Fairfield Farm: Sowing the Seeds for Farming’s Academic Future
Ellie Youngblood, the young manager of Fairfield Farm at the Hotchkiss School in Lakeville, Connecticut, represents a generational link between farming’s agrarian past, and its socially conscientious future. Ellie is a self-described “turbo farm nerd” who began working on Marble Valley Farm in her hometown of Kent, CT, at the age of 16, and has been farming ever since. “Being a young 17-year-old girl who was interested in farming, it felt like an enormous gift to be able to work at Marble Valley, a farm that was run exclusively by women,” says Ellie who would later graduate from Hotchkiss and Carleton College where she managed the on-campus student farm, the greenhouses, and gained experience with small-scale, low-technology cultivation and high-tech hydroponic and aeroponic growth systems.
Ellie is passionate about farming; ask her a quick question about her practices, and you are rewarded with a fascinating treatise on progressive agricultural practices like no-till farming. Ellie is also highly focused on the communal benefits of farming, “Farming is about connecting with people, with the land and its history. They are such good spaces for learning and agriculture is complicit in so many parts of our history as a culture.” She is quick to add, however, that farming is also about “changing with the community and evolving.”
The Hotchkiss farm, with its two hundred and eighty acres of fields, farmhouses, outbuildings, barns and a stunningly situated grange for outdoor concerts and performances, epitomizes the melding of the past, present, and the future of farming as well as its inherent community connections. The farm was owned for many years by Hotchkiss graduate Jack Blum, a past commissioner of the Connecticut Department of Agriculture, and his wife, Jane. The school has owned the farm for just over a decade in which time it has transformed the way the school thinks about food, sustainability, the land, social responsibility, and education.

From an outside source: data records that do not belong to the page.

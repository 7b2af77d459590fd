//! Background renewal sweep.
//!
//! Local renewal applies to gateways whose providers do not push renewal
//! webhooks, and recovers subscriptions whose webhook was missed. Each
//! renewal is guarded by the same compare-and-set the webhook path uses,
//! so a sweep racing a late webhook converges on one renewal.

use std::sync::Arc;

use tracing::{info, warn};

use crate::config::RenewalConfig;
use crate::domain::foundation::{DomainError, Money};
use crate::domain::plan::Plan;
use crate::domain::subscription::{
    Subscription, SubscriptionEvent, SubscriptionTransaction, TransactionStatus, TransactionType,
};
use crate::ports::store::RenewalOutcome;
use crate::ports::{EventPublisher, PlanCatalog, SubscriptionStore};

/// Tally of one sweep pass.
#[derive(Debug, Clone, Copy, Default, PartialEq, Eq)]
pub struct RenewalSweep {
    pub renewed: usize,
    pub canceled: usize,
    pub skipped: usize,
}

pub struct RenewalService {
    store: Arc<dyn SubscriptionStore>,
    plans: Arc<dyn PlanCatalog>,
    events: Arc<dyn EventPublisher>,
    config: RenewalConfig,
}

impl RenewalService {
    pub fn new(
        store: Arc<dyn SubscriptionStore>,
        plans: Arc<dyn PlanCatalog>,
        events: Arc<dyn EventPublisher>,
        config: RenewalConfig,
    ) -> Self {
        Self {
            store,
            plans,
            events,
            config,
        }
    }

    /// Processes one batch of subscriptions whose period end has passed.
    pub async fn process_due_renewals(&self) -> Result<RenewalSweep, DomainError> {
        let due = self.store.due_for_renewal(self.config.batch_size).await?;
        let mut sweep = RenewalSweep::default();

        for subscription in due {
            match self.process_one(&subscription).await {
                Ok(Outcome::Renewed) => sweep.renewed += 1,
                Ok(Outcome::Canceled) => sweep.canceled += 1,
                Ok(Outcome::Skipped) => sweep.skipped += 1,
                Err(e) => {
                    warn!(
                        subscription_id = %subscription.id,
                        error = %e,
                        "renewal failed, will retry next sweep"
                    );
                    sweep.skipped += 1;
                }
            }
        }

        info!(
            renewed = sweep.renewed,
            canceled = sweep.canceled,
            skipped = sweep.skipped,
            "renewal sweep finished"
        );
        Ok(sweep)
    }

    async fn process_one(&self, subscription: &Subscription) -> Result<Outcome, DomainError> {
        let Some(plan) = self.plans.get(subscription.plan_id).await? else {
            warn!(
                subscription_id = %subscription.id,
                plan_id = %subscription.plan_id,
                "due subscription references a missing plan"
            );
            return Ok(Outcome::Skipped);
        };

        if let Some(max) = self.config.max_renewals {
            if subscription.renewal_count >= max {
                return self.expire(subscription, &plan).await;
            }
        }

        let target = subscription.next_period_end(&plan);
        let outcome = self
            .store
            .advance_period(subscription.id, subscription.ends_at, target, plan.grace_days())
            .await?;

        match outcome {
            RenewalOutcome::Applied(updated) => {
                let transaction = SubscriptionTransaction::new(
                    updated.id,
                    TransactionType::Renewal,
                    plan.price_for(updated.gateway),
                    plan.currency_for(updated.gateway),
                    TransactionStatus::Completed,
                );
                self.store.record_transaction(transaction).await?;

                self.events
                    .publish(SubscriptionEvent::Renewed {
                        subscription_id: updated.id,
                        new_ends_at: target,
                        renewal_count: updated.renewal_count,
                    })
                    .await?;
                Ok(Outcome::Renewed)
            }
            // A webhook renewed it between the listing and the update.
            RenewalOutcome::AlreadyApplied(_) => Ok(Outcome::Skipped),
        }
    }

    /// Ends a subscription that hit the renewal cap.
    async fn expire(
        &self,
        subscription: &Subscription,
        plan: &Plan,
    ) -> Result<Outcome, DomainError> {
        let updated = self.store.cancel(subscription.id, true).await?;

        let transaction = SubscriptionTransaction::new(
            updated.id,
            TransactionType::Expiry,
            Money::ZERO,
            plan.currency_for(updated.gateway),
            TransactionStatus::Completed,
        );
        self.store.record_transaction(transaction).await?;

        self.events
            .publish(SubscriptionEvent::Canceled {
                subscription_id: updated.id,
                immediate: true,
            })
            .await?;

        info!(
            subscription_id = %updated.id,
            renewal_count = updated.renewal_count,
            "subscription reached renewal cap and ended"
        );
        Ok(Outcome::Canceled)
    }
}

enum Outcome {
    Renewed,
    Canceled,
    Skipped,
}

The farm produces 30-40,000 pounds of produce a year, supplies 30% of the produce used in the Dining Hall during the fall semester and 7% of the overall produce procured for the academic year. Pigs and chickens also live on the farm and cows belonging to Allen and Robin Cockerline of Whippoorwill Farm graze in the pastures. The Farm has also become an outdoor classroom and a popular spot for students, alumni and community events.
Now in her seventh season as Farm Manager, Ellie speaks fervently about the communal experience of working on a farm. “Farming is the vehicle that brings these students, and indeed the community, together here at Hotchkiss. By working the land together, students learn how to be a member of a community that they can visualize every day. I think the connection that students feel here comes from the work they put in and the experiences they draw from that work. By taking on assignments they may not feel up for means they engage with new learning experiences and understand what it actually means to look after one another while depending on other students they might not otherwise know.”
Local school children farm with the Hotchkiss students, enjoying the rich friendships that grow out of working side-by-side on a farm. On several occasions, Ellie and her Hotchkiss farm students have hosted Noble Horizons residents who enjoy the spectacular views, the animals, the opportunity to interact with the students, and samples from the farm's harvest.
The farm's most important community contributions, however, are its weekly food donations to Lakeville’s Corner Pantry, especially during the pandemic. Each year from June to November, Ellie delivers food to the pantry, usually stocking two or three different crops per week. As Ellie explains, “The farm and the curriculum that it encompasses challenges student perspectives on what it takes to build something bigger than themselves and not just in a theoretical sense,” Ellie asserts. “It can be a tangible lesson for everyone in the community.”
N.B.: Student/resident photos are pre-COVID.